--- Piers Cawley <[EMAIL PROTECTED]> wrote:
> Leopold Toetsch <[EMAIL PROTECTED]> writes:
> 
> > Togos <[EMAIL PROTECTED]> wrote:
> >
> >>   $I1 = $I2 + $I3
> >
> >>   $P1 = $P2 + $P3
> >
> >> Which, of course, doesn't work. But this is what
> >> languages like Python or Ruby would expect to be
> able
> >> to do, as they don't need Perl's fancy variable
> >> objects -- a register is good enough.
> >> sementics of
> >
> > That and other arguments are of course all
> correct. I just have the gut
> > feeling that having both opcode and vtable
> variants blows core size up
> > to an isane value.
> 
> Couldn't you have a single opcode, C<assign_content
> Pn, Pm>, which uses
> Pn's vtable assignment, and make C<add $P1, $P2,
> $P3> etc simply use
> the 'make a new PMC' thing. That means that, to get
> the current
> semantics you'd have to do 
> 
>     $P2 = $P3 + $P4
>     assign_content $P1, $P2
> 
> But I'm not sure that's an enormous loss. 

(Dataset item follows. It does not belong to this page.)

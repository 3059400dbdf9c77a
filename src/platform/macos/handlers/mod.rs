//! Event handling on the main thread.

pub mod dispatcher;

pub use dispatcher::dispatch_events;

That would make a lot of sense (well, actually I think
just using 'assign' would do the trick here). *I* like
it, but then I'm not familiar with all the things that
Dan and Leo are that would make it suck :)

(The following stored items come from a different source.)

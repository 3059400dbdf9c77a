//! Owners of the hover state machine and the drop pipeline.
//!
//! Both live in thread-locals on the main thread. They are kept apart so a
//! hover callback that fires while the pipeline is busy (for example during
//! the directory prompt's modal loop) can still update the window.

use std::cell::RefCell;

use tracing::debug;

use crate::access::DirectoryAccess;
use crate::config::WidgetConfig;
use crate::events::{EventBusScheduler, EventPublisher};
use crate::model::HoverStateMachine;
use crate::opener::SystemLauncher;
use crate::pipeline::{Analysis, DropPipeline};
use crate::platform::macos::storage::{SecurityScopedBookmarks, UserDefaultsTokenStore};
use crate::platform::macos::ui::OpenPanelPrompt;

/// The pipeline wired to AppKit storage, the open panel and real processes.
pub type MacPipeline = DropPipeline<
    UserDefaultsTokenStore,
    SecurityScopedBookmarks,
    OpenPanelPrompt,
    SystemLauncher,
    EventBusScheduler,
>;

thread_local! {
    static HOVER: RefCell<HoverStateMachine> = RefCell::new(HoverStateMachine::new());
    static PIPELINE: RefCell<Option<MacPipeline>> = const { RefCell::new(None) };
}

/// Build the pipeline for `config`. Deferred batches go through `publisher`.
pub fn build_pipeline(config: WidgetConfig, publisher: EventPublisher) -> MacPipeline {
    let access = DirectoryAccess::new(
        UserDefaultsTokenStore::default(),
        SecurityScopedBookmarks::new(),
        OpenPanelPrompt,
        config.working_directory.clone(),
    );
    let analysis = Analysis::new(config, SystemLauncher, EventBusScheduler::new(publisher));
    DropPipeline::new(access, analysis)
}

/// Make `pipeline` the one used by the dispatcher.
pub fn install_pipeline(pipeline: MacPipeline) {
    PIPELINE.with(|slot| *slot.borrow_mut() = Some(pipeline));
}

/// Run `f` with the hover state machine.
pub fn with_hover<R>(f: impl FnOnce(&mut HoverStateMachine) -> R) -> Option<R> {
    HOVER.with(|cell| match cell.try_borrow_mut() {
        Ok(mut machine) => Some(f(&mut machine)),
        Err(_) => {
            debug!("Hover state busy, ignoring callback");
            None
        }
    })
}

/// Run `f` with the installed pipeline.
///
/// Returns `None` when no pipeline is installed or when called re-entrantly.
pub fn with_pipeline<R>(f: impl FnOnce(&MacPipeline) -> R) -> Option<R> {
    PIPELINE.with(|cell| match cell.try_borrow() {
        Ok(slot) => slot.as_ref().map(f),
        Err(_) => None,
    })
}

In any case, the way Dan described the way things are
*supposed* to work (all PMCs act like variable
references), it seems like there will be a need for an
op that assigns the content of one PMC to another, so
you could do like this:

  # foo = bar

  find_global $P1, "bar"
  find_or_create_global $P2, "foo"
  assign_content $P1, $P2

(plain ole' assign wouldn't quite do the trick, as
it'd assign the reference to foo, and then foo'd be a
reference to a reference, which probably isn't what
you want).

And, BTW, being subscribed only to the digest does
seem to allow me to post to the list without delay.